Serializable graph introspection snapshot.

Source code in graflo/db/graph_introspection.py
class GraphIntrospectionResult(ConfigBaseModel):
    """Serializable graph introspection snapshot."""

    name: str
    vertices: list[GraphVertexIntrospection] = PydanticField(default_factory=list)
    edges: list[GraphEdgeIntrospection] = PydanticField(default_factory=list)

GraphSchemaInferencer

Build a graflo :class:Schema from graph introspection results.

Source code in graflo/db/graph_introspection.py
class GraphSchemaInferencer:
    """Build a graflo :class:`Schema` from graph introspection results."""
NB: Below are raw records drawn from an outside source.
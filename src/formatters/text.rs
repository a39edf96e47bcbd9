//! Plain text output formatter

use crate::analyzers::position::line_text;
use crate::types::{AnalysisResult, Diagnostic};
use std::fmt::Write;

/// Format a result as `path:line:column: severity: message` lines
pub fn format_text(path: &str, result: &AnalysisResult) -> String {
    match result {
        AnalysisResult::Ok { diagnostics, .. } => diagnostics
            .iter()
            .map(|d| format!("{}\n", header(path, d)))
            .collect(),
        AnalysisResult::Error { message } => format!("{}: error: {}\n", path, message),
    }
}

/// Like [`format_text`], with the offending source line and a caret underline
pub fn format_text_with_context(path: &str, source: &str, result: &AnalysisResult) -> String {
    let AnalysisResult::Ok { diagnostics, .. } = result else {
        return format_text(path, result);
    };

    let gutter = diagnostics
        .iter()
        .map(|d| d.line().to_string().len())
        .max()
        .unwrap_or(1);

    let mut out = String::new();
    for diagnostic in diagnostics {
        let _ = writeln!(out, "{}", header(path, diagnostic));
        if let Some(text) = line_text(source, diagnostic.line()) {
            let text = text.replace('\t', " ");
            let available = text.chars().count().saturating_sub(diagnostic.column() - 1);
            let width = diagnostic.length().min(available.max(1));
            let _ = writeln!(out, "{:>gutter$} | {}", diagnostic.line(), text);
            let _ = writeln!(
                out,
                "{:>gutter$} | {}{}",
                "",
                " ".repeat(diagnostic.column() - 1),
                "^".repeat(width)
            );
        }
    }
    out
}

fn header(path: &str, diagnostic: &Diagnostic) -> String {
    format!(
        "{}:{}:{}: {}: {}",
        path,
        diagnostic.line(),
        diagnostic.column(),
        diagnostic.severity(),
        diagnostic.message()
    )
}
//! Go analyzer: `gofmt -e` for syntax, then `go vet` for types and vet checks

use super::position::{byte_to_char_column, line_text, token_length_at};
use super::process::Tool;
use super::{AnalyzeFuture, Analyzer, ScratchDir};
use crate::config::GoConfig;
use crate::types::{AnalyzerError, Diagnostic, Language, Severity};
use regex::Regex;
use std::sync::LazyLock;

const GO_MOD: &str = "module livelint.scratch\n\ngo 1.21\n";

static FINDING: LazyLock<Regex> = LazyLock::new(|| {
    Regex::new(r"^(vet: )?(?:\./)?main\.go:(\d+):(\d+): (.+)$").expect("valid regex")
});

/// Which pass produced a Go finding
#[derive(Debug, Clone, Copy, PartialEq, Eq)]
pub enum GoFindingSource {
    /// Parser error reported by gofmt
    Syntax,
    /// Type-check failure reported by go vet (`vet:` prefix)
    TypeCheck,
    /// Analyzer finding from go vet
    Vet,
}

/// Map a finding source onto a severity
pub fn source_severity(source: GoFindingSource) -> Severity {
    match source {
        GoFindingSource::Syntax | GoFindingSource::TypeCheck => Severity::Error,
        GoFindingSource::Vet => Severity::Warning,
    }
}

/// Analyzer for Go
#[derive(Debug, Clone)]
pub struct GoAnalyzer {
    config: GoConfig,
}

impl GoAnalyzer {
    /// Create a new Go analyzer
    pub fn new(config: GoConfig) -> Self {
        Self { config }
    }

    async fn run(&self, code: &str) -> Result<Vec<Diagnostic>, AnalyzerError> {
        let scratch = ScratchDir::new("go")?;
        scratch.write("go.mod", GO_MOD).await?;
        scratch.write("main.go", code).await?;

        let gofmt = Tool::new(&self.config.gofmt)
            .args(["-e", "-l", "main.go"])
            .current_dir(scratch.path());
        let output = gofmt.run().await?;
        let syntax = parse_output(code, &output.stderr, Some(GoFindingSource::Syntax));
        if !syntax.is_empty() {
            return Ok(syntax);
        }
        if !output.status.success() {
            return output.unparsed_or_failure(gofmt.program());
        }

        let vet = Tool::new(&self.config.go)
            .args(["vet", "."])
            .current_dir(scratch.path())
            .env("GOFLAGS", "-mod=mod")
            .env("GOWORK", "off")
            .env("GOTOOLCHAIN", "local");
        let output = vet.run().await?;
        let findings = parse_output(code, &output.stderr, None);
        if findings.is_empty() && !output.status.success() {
            return output.unparsed_or_failure(vet.program());
        }

        Ok(findings)
    }
}

impl Analyzer for GoAnalyzer {
    fn language(&self) -> Language {
        Language::Go
    }

    fn analyze<'a>(&'a self, code: &'a str) -> AnalyzeFuture<'a> {
        Box::pin(self.run(code))
    }
}

/// Parse gofmt/go vet output.
///
/// With `forced` set every finding gets that source; otherwise the `vet:`
/// prefix decides between type-check errors and vet findings.
pub fn parse_output(
    code: &str,
    output: &str,
    forced: Option<GoFindingSource>,
) -> Vec<Diagnostic> {
    output
        .lines()
        .filter_map(|raw| {
            let caps = FINDING.captures(raw.trim_end())?;
            let line: usize = caps[2].parse().ok()?;
            let byte_column: usize = caps[3].parse().ok()?;
            let source = forced.unwrap_or(if caps.get(1).is_some() {
                GoFindingSource::TypeCheck
            } else {
                GoFindingSource::Vet
            });

            let text = line_text(code, line).unwrap_or("");
            let column = byte_to_char_column(text, byte_column);
            let length = token_length_at(text, column);
            Some(Diagnostic::new(
                line,
                column,
                length,
                caps[4].to_string(),
                source_severity(source),
            ))
        })
        .collect()
}

#[cfg(test)]
mod tests {
    use super::*;

    const CODE: &str = "package main\n\nfunc main() {\n    fmt.Println(\"Hello\")\n}\n";

    #[test]
    fn test_parse_gofmt_syntax_error() {
        let code = "package main\n\nfunc main {\n}\n";
        let stderr = "main.go:3:11: expected '(', found '{'\n";
        let diagnostics = parse_output(code, stderr, Some(GoFindingSource::Syntax));

        assert_eq!(diagnostics.len(), 1);
        assert_eq!((diagnostics[0].line(), diagnostics[0].column()), (3, 11));
        assert_eq!(diagnostics[0].severity(), Severity::Error);
    }

    #[test]
    fn test_parse_vet_type_error() {
        let stderr = "# livelint.scratch\n# [livelint.scratch]\nvet: ./main.go:4:5: undefined: fmt\n";
        let diagnostics = parse_output(CODE, stderr, None);

        assert_eq!(diagnostics.len(), 1);
        assert_eq!(diagnostics[0].message(), "undefined: fmt");
        assert_eq!(diagnostics[0].length(), 3);
        assert_eq!(diagnostics[0].severity(), Severity::Error);
    }

    #[test]
    fn test_parse_vet_finding_is_warning() {
        let stderr = "# livelint.scratch\n./main.go:4:5: fmt.Println call has possible Printf formatting directive %d\n";
        let diagnostics = parse_output(CODE, stderr, None);
        assert_eq!(diagnostics[0].severity(), Severity::Warning);
    }

    #[test]
    fn test_parse_ignores_noise() {
        assert!(parse_output(CODE, "# livelint.scratch\nok\n", None).is_empty());
    }
}
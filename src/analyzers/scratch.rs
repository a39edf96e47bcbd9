//! Per-invocation scratch directories

use std::io;
use std::path::{Path, PathBuf};
use tempfile::TempDir;

/// A uniquely named temporary directory owned by one analysis.
///
/// The directory and everything in it is removed when the value is dropped,
/// whether the analysis finished, failed, timed out or was cancelled.
/// Removal failures are logged and otherwise ignored.
#[derive(Debug)]
pub struct ScratchDir {
    dir: Option<TempDir>,
}

impl ScratchDir {
    /// Create a fresh directory under the system temp dir
    pub fn new(prefix: &str) -> io::Result<Self> {
        let dir = tempfile::Builder::new()
            .prefix(&format!("livelint-{prefix}-"))
            .tempdir()?;
        Ok(Self { dir: Some(dir) })
    }

    /// Path of the directory
    pub fn path(&self) -> &Path {
        match &self.dir {
            Some(dir) => dir.path(),
            // only reachable during drop
            None => Path::new(""),
        }
    }

    /// Write a file into the directory and return its full path
    pub async fn write(&self, name: &str, contents: &str) -> io::Result<PathBuf> {
        let path = self.path().join(name);
        tokio::fs::write(&path, contents).await?;
        Ok(path)
    }
}

impl Drop for ScratchDir {
    fn drop(&mut self) {
        if let Some(dir) = self.dir.take() {
            let path = dir.path().to_path_buf();
            if let Err(e) = dir.close() {
                log::warn!("Failed to remove scratch dir {}: {}", path.display(), e);
            }
        }
    }
}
    def __init__(self, db_flavor: DBType = DBType.ARANGO):
        self.db_flavor = db_flavor

    def infer_vertex_config(
        self, introspection: GraphIntrospectionResult
    ) -> VertexConfig:
        vertices: list[Vertex] = []
        for vertex_info in introspection.vertices:
            identity = (
                vertex_info.identity
                if vertex_info.identity
                else infer_identity_fields(vertex_info.properties)
            )
            fields = [Field(name=p) for p in vertex_info.properties]
            for ident in identity:
                if ident not in vertex_info.properties:
                    fields.insert(0, Field(name=ident))
            vertices.append(
                Vertex(
                    name=vertex_info.name,
                    properties=fields,
                    identity=identity,
                )
            )
        return VertexConfig(vertices=vertices)
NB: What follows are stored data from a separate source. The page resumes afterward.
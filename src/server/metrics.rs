//! Prometheus metrics and per-request HTTP logging

use super::AppState;
use crate::types::{AnalysisResult, Language};
use axum::extract::{Request, State};
use axum::http::header::CONTENT_TYPE;
use axum::http::StatusCode;
use axum::middleware::Next;
use axum::response::{IntoResponse, Response};
use prometheus::{
    Encoder, HistogramOpts, HistogramVec, IntCounterVec, IntGauge, Opts, Registry, TextEncoder,
};
use std::time::{Duration, Instant};

/// Latency buckets for analyses, in seconds
const ANALYSIS_BUCKETS: &[f64] = &[0.05, 0.1, 0.25, 0.5, 1.0, 2.5, 5.0, 10.0, 30.0];

/// Metrics for one server instance, kept in their own registry
#[derive(Clone)]
pub struct Metrics {
    registry: Registry,
    http_requests: IntCounterVec,
    http_duration: HistogramVec,
    http_in_flight: IntGauge,
    analyses: IntCounterVec,
    analysis_duration: HistogramVec,
    connections: IntGauge,
}

impl Metrics {
    /// Create and register every metric
    pub fn new() -> prometheus::Result<Self> {
        let http_requests = IntCounterVec::new(
            Opts::new("http_requests_total", "Total number of HTTP requests"),
            &["method", "endpoint", "status"],
        )?;
        let http_duration = HistogramVec::new(
            HistogramOpts::new("http_request_duration_seconds", "HTTP request latency in seconds"),
            &["method", "endpoint", "status"],
        )?;
        let http_in_flight = IntGauge::new(
            "http_requests_in_flight",
            "Current number of HTTP requests being processed",
        )?;
        let analyses = IntCounterVec::new(
            Opts::new("livelint_analyses_total", "Completed analyses by language and outcome"),
            &["language", "outcome"],
        )?;
        let analysis_duration = HistogramVec::new(
            HistogramOpts::new("livelint_analysis_duration_seconds", "Analysis latency in seconds")
                .buckets(ANALYSIS_BUCKETS.to_vec()),
            &["language"],
        )?;
        let connections = IntGauge::new(
            "livelint_websocket_connections",
            "Currently open live session sockets",
        )?;

        let registry = Registry::new();
        registry.register(Box::new(http_requests.clone()))?;
        registry.register(Box::new(http_duration.clone()))?;
        registry.register(Box::new(http_in_flight.clone()))?;
        registry.register(Box::new(analyses.clone()))?;
        registry.register(Box::new(analysis_duration.clone()))?;
        registry.register(Box::new(connections.clone()))?;

        Ok(Self {
            registry,
            http_requests,
            http_duration,
            http_in_flight,
            analyses,
            analysis_duration,
            connections,
        })
    }

    /// Record one finished analysis
    pub fn observe_analysis(&self, language: &str, result: &AnalysisResult, elapsed: Duration) {
        // unknown names would otherwise become unbounded label values
        let language = language
            .parse::<Language>()
            .map(|l| l.to_string())
            .unwrap_or_else(|_| "unsupported".to_string());
        let outcome = if result.is_ok() { "ok" } else { "error" };

        self.analyses.with_label_values(&[language.as_str(), outcome]).inc();
        self.analysis_duration
            .with_label_values(&[language.as_str()])
            .observe(elapsed.as_secs_f64());
    }

    pub(crate) fn connection_opened(&self) {
        self.connections.inc();
    }

    pub(crate) fn connection_closed(&self) {
        self.connections.dec();
    }

    /// Prometheus text exposition of every metric
    pub fn render(&self) -> prometheus::Result<String> {
        let mut buffer = Vec::new();
        TextEncoder::new().encode(&self.registry.gather(), &mut buffer)?;
        Ok(String::from_utf8_lossy(&buffer).into_owned())
    }
}

/// Endpoint label for a request path; unknown paths share one label
fn endpoint_label(path: &str) -> &'static str {
    match path {
        "/" => "/",
        "/health" => "/health",
        "/metrics" => "/metrics",
        "/ws" => "/ws",
        _ => "other",
    }
}

/// Middleware: count, time and log every HTTP request.
///
/// The query string is never logged since it carries the session token.
pub(crate) async fn track_requests(
    State(state): State<AppState>,
    request: Request,
    next: Next,
) -> Response {
    let method = request.method().clone();
    let path = request.uri().path().to_string();
    let endpoint = endpoint_label(&path);
    let start = Instant::now();

    state.metrics.http_in_flight.inc();
    let response = next.run(request).await;
    state.metrics.http_in_flight.dec();

    let elapsed = start.elapsed();
    let status = response.status();
    let labels = [method.as_str(), endpoint, status.as_str()];
    state.metrics.http_requests.with_label_values(&labels).inc();
    state
        .metrics
        .http_duration
        .with_label_values(&labels)
        .observe(elapsed.as_secs_f64());

    log::info!(
        "{} {} {} {}ms",
        method,
        path,
        status.as_u16(),
        elapsed.as_millis()
    );
    response
}

/// `GET /metrics`
pub(crate) async fn metrics_handler(State(state): State<AppState>) -> Response {
    match state.metrics.render() {
        Ok(body) => ([(CONTENT_TYPE, TextEncoder::new().format_type().to_string())], body).into_response(),
        Err(e) => {
            log::error!("Failed to encode metrics: {}", e);
            (StatusCode::INTERNAL_SERVER_ERROR, "Failed to encode metrics").into_response()
        }
    }
}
    def infer_edge_config(
        self,
        introspection: GraphIntrospectionResult,
        vertex_config: VertexConfig,
    ) -> EdgeConfig:
        vertex_names = vertex_config.vertex_set
        edges: list[Edge] = []
        for edge_info in introspection.edges:
            if edge_info.source not in vertex_names:
                logger.warning(
                    "Skipping edge %s -> %s: source vertex undefined",
                    edge_info.source,
                    edge_info.target,
                )
                continue
            if edge_info.target not in vertex_names:
                logger.warning(
                    "Skipping edge %s -> %s: target vertex undefined",
                    edge_info.source,
                    edge_info.target,
                )
                continue
            weight_fields = [Field(name=p) for p in edge_info.properties]
            edges.append(
                Edge(
                    source=edge_info.source,
                    target=edge_info.target,
                    relation=edge_info.relation,
                    properties=weight_fields,
                )
            )
        return EdgeConfig(edges=edges)

    def infer_schema(
        self,
        introspection: GraphIntrospectionResult,
        *,
        schema_name: str | None = None,
    ) -> Schema:
        name = schema_name or introspection.name
        vertex_config = self.infer_vertex_config(introspection)
        edge_config = self.infer_edge_config(introspection, vertex_config)
        metadata = GraphMetadata(name=name)
        return Schema(
            metadata=metadata,
            core_schema=CoreSchema(
                vertex_config=vertex_config,
                edge_config=edge_config,
            ),
            db_profile=DatabaseProfile(
                db_flavor=self.db_flavor,
                vertex_storage_names={v.name: v.name for v in vertex_config.vertices},
            ),
        )

GraphVertexIntrospection

Bases: ConfigBaseModel

Sampled vertex type from a graph database.

Source code in graflo/db/graph_introspection.py
class GraphVertexIntrospection(ConfigBaseModel):
    """Sampled vertex type from a graph database."""

    name: str
    properties: list[str] = PydanticField(default_factory=list)
    identity: list[str] = PydanticField(default_factory=list)

infer_identity_fields(properties)

Pick identity fields from sampled property names.

Source code in graflo/db/graph_introspection.py
def infer_identity_fields(properties: list[str]) -> list[str]:
    """Pick identity fields from sampled property names."""
    for candidate in _IDENTITY_CANDIDATES:
        if candidate in properties:
            return [candidate]
    if properties:
        return [properties[0]]
    return ["id"]

merge_property_names(existing, sampled)

Merge property name lists preserving order and uniqueness.

Source code in graflo/db/graph_introspection.py
def merge_property_names(existing: list[str], sampled: list[str]) -> list[str]:
    """Merge property name lists preserving order and uniqueness."""
    seen: set[str] = set()
    merged: list[str] = []
    for name in existing + sampled:
        if name not in seen:
            seen.add(name)
            merged.append(name)
    return merged

strip_internal_properties(doc)

Remove common database-internal keys from a document.

Source code in graflo/db/graph_introspection.py
def strip_internal_properties(doc: dict[str, Any]) -> dict[str, Any]:
    """Remove common database-internal keys from a document."""
    skip = frozenset(
        {
            "_id",
            "_rev",
            "_from",
            "_to",
            "elementId",
            "identity",
            "labels",
        }
    )
    return {k: v for k, v in doc.items() if k not in skip}